** SUPPLIED DATA **
↓↓↓
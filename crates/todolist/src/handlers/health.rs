//! Health check endpoints for Kubernetes-style probes.
//!
//! - `/livez` - Basic liveness probe (immediate 200, no checks)
//! - `/readyz` - Readiness probe (round trip to the database)

use axum::{
    extract::State,
    http::StatusCode,
    response::{IntoResponse, Response},
    Json,
};

use crate::{handlers::ApiError, state::AppState};

/// GET /livez - Basic liveness probe.
///
/// Returns 200 immediately. Used to check if the server is accepting connections.
#[axum::debug_handler]
pub async fn livez() -> StatusCode {
    StatusCode::OK
}

/// GET /readyz - Readiness probe.
///
/// Returns 200 when the store answers a trivial query, 503 otherwise.
#[axum::debug_handler]
pub async fn readyz(State(state): State<AppState>) -> Response {
    match state.list_repo.ping().await {
        Ok(()) => (StatusCode::OK, Json(serde_json::json!({ "ready": true }))).into_response(),
        Err(err) => {
            let mut response = ApiError::from(err).into_response();
            *response.status_mut() = StatusCode::SERVICE_UNAVAILABLE;
            response
        }
    }
}
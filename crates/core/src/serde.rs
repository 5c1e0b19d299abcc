//! Serde helper functions for request deserialization.
//!
//! Clients signal "leave this field alone" by sending an empty string, so
//! optional text fields collapse empty strings into `None`.

use serde::{Deserialize, Deserializer};

/// Deserialize an optional string, treating empty strings as None.
pub fn deserialize_optional_string<'de, D>(deserializer: D) -> Result<Option<String>, D::Error>
where
    D: Deserializer<'de>,
{
    let s: Option<String> = Option::deserialize(deserializer)?;
    Ok(s.filter(|s| !s.is_empty()))
}
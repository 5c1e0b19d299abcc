use chrono::{DateTime, Utc};
use serde::{Deserialize, Serialize};

/// A single to-do list record, one row in the `list` table.
///
/// `id` and `created_at` are assigned by the store and never change.
#[derive(Debug, Clone, PartialEq, Eq, Serialize, Deserialize)]
#[serde(rename_all = "camelCase")]
pub struct ListItem {
    pub id: i64,
    pub list_name: String,
    pub title: String,
    pub description: String,
    pub status: String,
    pub created_at: DateTime<Utc>,
}
mod error;
mod http_mapping;
mod traits;

pub use error::{RepositoryError, Result};
pub use http_mapping::repository_error_to_status_code;
pub use traits::ListRepository;
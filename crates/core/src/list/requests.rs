//! API request payloads for list operations.
//!
//! Every field is optional. An absent field, a `null` and an empty string
//! all decode to `None`, which means "use the column default" on create and
//! "leave unchanged" on update.

use serde::{Deserialize, Serialize};

use crate::serde::deserialize_optional_string;

/// Request payload for creating a new list item.
///
/// `status`, `id` and `createdAt` are not accepted on create; unknown keys
/// in the body are ignored.
#[derive(Debug, Clone, Default, PartialEq, Eq, Serialize, Deserialize)]
#[serde(rename_all = "camelCase")]
pub struct CreateListItem {
    #[serde(default, deserialize_with = "deserialize_optional_string")]
    pub list_name: Option<String>,
    #[serde(default, deserialize_with = "deserialize_optional_string")]
    pub title: Option<String>,
    #[serde(default, deserialize_with = "deserialize_optional_string")]
    pub description: Option<String>,
}

impl CreateListItem {
    /// Create an empty request.
    pub fn new() -> Self {
        Self::default()
    }

    /// Set the list name.
    pub fn with_list_name(mut self, list_name: impl Into<String>) -> Self {
        self.list_name = Some(list_name.into());
        self
    }

    /// Set the title.
    pub fn with_title(mut self, title: impl Into<String>) -> Self {
        self.title = Some(title.into());
        self
    }

    /// Set the description.
    pub fn with_description(mut self, description: impl Into<String>) -> Self {
        self.description = Some(description.into());
        self
    }
}

/// Request payload for a partial update of a list item.
#[derive(Debug, Clone, Default, PartialEq, Eq, Serialize, Deserialize)]
#[serde(rename_all = "camelCase")]
pub struct UpdateListItem {
    #[serde(default, deserialize_with = "deserialize_optional_string")]
    pub list_name: Option<String>,
    #[serde(default, deserialize_with = "deserialize_optional_string")]
    pub title: Option<String>,
    #[serde(default, deserialize_with = "deserialize_optional_string")]
    pub description: Option<String>,
    #[serde(default, deserialize_with = "deserialize_optional_string")]
    pub status: Option<String>,
}

impl UpdateListItem {
    /// Create an update that changes nothing.
    pub fn new() -> Self {
        Self::default()
    }

    /// Set the list name.
    pub fn with_list_name(mut self, list_name: impl Into<String>) -> Self {
        self.list_name = Some(list_name.into());
        self
    }

    /// Set the title.
    pub fn with_title(mut self, title: impl Into<String>) -> Self {
        self.title = Some(title.into());
        self
    }

    /// Set the description.
    pub fn with_description(mut self, description: impl Into<String>) -> Self {
        self.description = Some(description.into());
        self
    }

    /// Set the status.
    pub fn with_status(mut self, status: impl Into<String>) -> Self {
        self.status = Some(status.into());
        self
    }

    /// Returns true when no field would be written.
    pub fn is_empty(&self) -> bool {
        self.list_name.is_none()
            && self.title.is_none()
            && self.description.is_none()
            && self.status.is_none()
    }
}

#[cfg(test)]
mod tests {
    use super::*;

    #[test]
    fn test_create_request_from_camel_case_json() {
        let json = r#"{"listName": "A", "title": "T", "description": "D"}"#;
        let request: CreateListItem = serde_json::from_str(json).unwrap();

        assert_eq!(
            request,
            CreateListItem::new()
                .with_list_name("A")
                .with_title("T")
                .with_description("D")
        );
    }

    #[test]
    fn test_create_request_ignores_server_assigned_fields() {
        let json = r#"{"id": 99, "title": "T", "status": "done", "createdAt": "x"}"#;
        let request: CreateListItem = serde_json::from_str(json).unwrap();

        assert_eq!(request, CreateListItem::new().with_title("T"));
    }

    #[test]
    fn test_update_request_empty_strings_are_unchanged() {
        let json = r#"{"listName": "", "title": "", "description": "", "status": "done"}"#;
        let request: UpdateListItem = serde_json::from_str(json).unwrap();

        assert_eq!(request, UpdateListItem::new().with_status("done"));
        assert!(!request.is_empty());
    }

    #[test]
    fn test_update_request_empty_object_is_empty() {
        let request: UpdateListItem = serde_json::from_str("{}").unwrap();
        assert!(request.is_empty());
    }

    #[test]
    fn test_update_request_rejects_non_string_field() {
        let result: Result<UpdateListItem, _> = serde_json::from_str(r#"{"title": 1}"#);
        assert!(result.is_err());
    }
}
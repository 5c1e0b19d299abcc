use thiserror::Error;

/// Errors that can occur during repository operations.
#[derive(Debug, Error, Clone, PartialEq, Eq)]
pub enum RepositoryError {
    #[error("{entity_type} not found: {id}")]
    NotFound { entity_type: &'static str, id: i64 },
    #[error("Constraint violation: {0}")]
    ConstraintViolation(String),
    #[error("Connection failed: {0}")]
    ConnectionFailed(String),
    #[error("Query failed: {0}")]
    QueryFailed(String),
}

/// Result type for repository operations.
pub type Result<T> = std::result::Result<T, RepositoryError>;

#[cfg(test)]
mod tests {
    use super::*;

    #[test]
    fn test_repository_error_not_found_display() {
        let error = RepositoryError::NotFound {
            entity_type: "ListItem",
            id: 42,
        };
        assert_eq!(error.to_string(), "ListItem not found: 42");
    }

    #[test]
    fn test_repository_error_constraint_violation_display() {
        let error = RepositoryError::ConstraintViolation("NOT NULL constraint failed".to_string());
        assert_eq!(
            error.to_string(),
            "Constraint violation: NOT NULL constraint failed"
        );
    }

    #[test]
    fn test_repository_error_connection_failed_display() {
        let error = RepositoryError::ConnectionFailed("unable to open database file".to_string());
        assert_eq!(
            error.to_string(),
            "Connection failed: unable to open database file"
        );
    }

    #[test]
    fn test_repository_error_query_failed_display() {
        let error = RepositoryError::QueryFailed("no such table: list".to_string());
        assert_eq!(error.to_string(), "Query failed: no such table: list");
    }
}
↑↑↑
Set down the listing in full, keeping every word exactly as it is.

** TASK OUTPUT **
filename crates/todolist/src/handlers/health.rs
//! Health check endpoints for Kubernetes-style probes.
//!
//! - `/livez` - Basic liveness probe (immediate 200, no checks)
//! - `/readyz` - Readiness probe (round trip to the database)

use axum::{
    extract::State,
    http::StatusCode,
    response::{IntoResponse, Response},
    Json,
};

use crate::{handlers::ApiError, state::AppState};

/// GET /livez - Basic liveness probe.
///
/// Returns 200 immediately. Used to check if the server is accepting connections.
#[axum::debug_handler]
pub async fn livez() -> StatusCode {
    StatusCode::OK
}

/// GET /readyz - Readiness probe.
///
/// Returns 200 when the store answers a trivial query, 503 otherwise.
#[axum::debug_handler]
pub async fn readyz(State(state): State<AppState>) -> Response {
    match state.list_repo.ping().await {
        Ok(()) => (StatusCode::OK, Json(serde_json::json!({ "ready": true }))).into_response(),
        Err(err) => {
            let mut response = ApiError::from(err).into_response();
            *response.status_mut() = StatusCode::SERVICE_UNAVAILABLE;
            response
        }
    }
}
filename crates/core/src/serde.rs
repository 5c1e0b19d299abcc
//! Serde helper functions for request deserialization.
//!
//! Clients signal "leave this field alone" by sending an empty string, so
//! optional text fields collapse empty strings into `None`.

use serde::{Deserialize, Deserializer};

/// Deserialize an optional string, treating empty strings as None.
pub fn deserialize_optional_string<'de, D>(deserializer: D) -> Result<Option<String>, D::Error>
where
    D: Deserializer<'de>,
{
    let s: Option<String> = Option::deserialize(deserializer)?;
    Ok(s.filter(|s| !s.is_empty()))
}
repository 5c1e0b19d299abcc
use chrono::{DateTime, Utc};
use serde::{Deserialize, Serialize};

/// A single to-do list record, one row in the `list` table.
///
/// `id` and `created_at` are assigned by the store and never change.
#[derive(Debug, Clone, PartialEq, Eq, Serialize, Deserialize)]
#[serde(rename_all = "camelCase")]
pub struct ListItem {
    pub id: i64,
    pub list_name: String,
    pub title: String,
    pub description: String,
    pub status: String,
    pub created_at: DateTime<Utc>,
}
mod error;
mod http_mapping;
mod traits;

pub use error::{RepositoryError, Result};
pub use http_mapping::repository_error_to_status_code;
pub use traits::ListRepository;
filename crates/core/src/list/requests.rs
//! API request payloads for list operations.
//!
//! Every field is optional. An absent field, a `null` and an empty string
//! all decode to `None`, which means "use the column default" on create and
//! "leave unchanged" on update.

use serde::{Deserialize, Serialize};

use crate::serde::deserialize_optional_string;

/// Request payload for creating a new list item.
///
/// `status`, `id` and `createdAt` are not accepted on create; unknown keys
/// in the body are ignored.
#[derive(Debug, Clone, Default, PartialEq, Eq, Serialize, Deserialize)]
#[serde(rename_all = "camelCase")]
pub struct CreateListItem {
    #[serde(default, deserialize_with = "deserialize_optional_string")]
    pub list_name: Option<String>,
    #[serde(default, deserialize_with = "deserialize_optional_string")]
    pub title: Option<String>,
    #[serde(default, deserialize_with = "deserialize_optional_string")]
    pub description: Option<String>,
}

impl CreateListItem {
    /// Create an empty request.
    pub fn new() -> Self {
        Self::default()
    }

    /// Set the list name.
    pub fn with_list_name(mut self, list_name: impl Into<String>) -> Self {
        self.list_name = Some(list_name.into());
        self
    }

    /// Set the title.
    pub fn with_title(mut self, title: impl Into<String>) -> Self {
        self.title = Some(title.into());
        self
    }

    /// Set the description.
    pub fn with_description(mut self, description: impl Into<String>) -> Self {
        self.description = Some(description.into());
        self
    }
}

/// Request payload for a partial update of a list item.
#[derive(Debug, Clone, Default, PartialEq, Eq, Serialize, Deserialize)]
#[serde(rename_all = "camelCase")]
pub struct UpdateListItem {
    #[serde(default, deserialize_with = "deserialize_optional_string")]
    pub list_name: Option<String>,
    #[serde(default, deserialize_with = "deserialize_optional_string")]
    pub title: Option<String>,
    #[serde(default, deserialize_with = "deserialize_optional_string")]
    pub description: Option<String>,
    #[serde(default, deserialize_with = "deserialize_optional_string")]
    pub status: Option<String>,
}

impl UpdateListItem {
    /// Create an update that changes nothing.
    pub fn new() -> Self {
        Self::default()
    }

    /// Set the list name.
    pub fn with_list_name(mut self, list_name: impl Into<String>) -> Self {
        self.list_name = Some(list_name.into());
        self
    }

    /// Set the title.
    pub fn with_title(mut self, title: impl Into<String>) -> Self {
        self.title = Some(title.into());
        self
    }

    /// Set the description.
    pub fn with_description(mut self, description: impl Into<String>) -> Self {
        self.description = Some(description.into());
        self
    }

    /// Set the status.
    pub fn with_status(mut self, status: impl Into<String>) -> Self {
        self.status = Some(status.into());
        self
    }

    /// Returns true when no field would be written.
    pub fn is_empty(&self) -> bool {
        self.list_name.is_none()
            && self.title.is_none()
            && self.description.is_none()
            && self.status.is_none()
    }
}

#[cfg(test)]
mod tests {
    use super::*;

    #[test]
    fn test_create_request_from_camel_case_json() {
        let json = r#"{"listName": "A", "title": "T", "description": "D"}"#;
        let request: CreateListItem = serde_json::from_str(json).unwrap();

        assert_eq!(
            request,
            CreateListItem::new()
                .with_list_name("A")
                .with_title("T")
                .with_description("D")
        );
    }

    #[test]
    fn test_create_request_ignores_server_assigned_fields() {
        let json = r#"{"id": 99, "title": "T", "status": "done", "createdAt": "x"}"#;
        let request: CreateListItem = serde_json::from_str(json).unwrap();

        assert_eq!(request, CreateListItem::new().with_title("T"));
    }

    #[test]
    fn test_update_request_empty_strings_are_unchanged() {
        let json = r#"{"listName": "", "title": "", "description": "", "status": "done"}"#;
        let request: UpdateListItem = serde_json::from_str(json).unwrap();

        assert_eq!(request, UpdateListItem::new().with_status("done"));
        assert!(!request.is_empty());
    }

    #[test]
    fn test_update_request_empty_object_is_empty() {
        let request: UpdateListItem = serde_json::from_str("{}").unwrap();
        assert!(request.is_empty());
    }

    #[test]
    fn test_update_request_rejects_non_string_field() {
        let result: Result<UpdateListItem, _> = serde_json::from_str(r#"{"title": 1}"#);
        assert!(result.is_err());
    }
}
repository 5c1e0b19d299abcc
use thiserror::Error;

/// Errors that can occur during repository operations.
#[derive(Debug, Error, Clone, PartialEq, Eq)]
pub enum RepositoryError {
    #[error("{entity_type} not found: {id}")]
    NotFound { entity_type: &'static str, id: i64 },
    #[error("Constraint violation: {0}")]
    ConstraintViolation(String),
    #[error("Connection failed: {0}")]
    ConnectionFailed(String),
    #[error("Query failed: {0}")]
    QueryFailed(String),
}

/// Result type for repository operations.
pub type Result<T> = std::result::Result<T, RepositoryError>;

#[cfg(test)]
mod tests {
    use super::*;

    #[test]
    fn test_repository_error_not_found_display() {
        let error = RepositoryError::NotFound {
            entity_type: "ListItem",
            id: 42,
        };
        assert_eq!(error.to_string(), "ListItem not found: 42");
    }

    #[test]
    fn test_repository_error_constraint_violation_display() {
        let error = RepositoryError::ConstraintViolation("NOT NULL constraint failed".to_string());
        assert_eq!(
            error.to_string(),
            "Constraint violation: NOT NULL constraint failed"
        );
    }

    #[test]
    fn test_repository_error_connection_failed_display() {
        let error = RepositoryError::ConnectionFailed("unable to open database file".to_string());
        assert_eq!(
            error.to_string(),
            "Connection failed: unable to open database file"
        );
    }

    #[test]
    fn test_repository_error_query_failed_display() {
        let error = RepositoryError::QueryFailed("no such table: list".to_string());
        assert_eq!(error.to_string(), "Query failed: no such table: list");
    }
}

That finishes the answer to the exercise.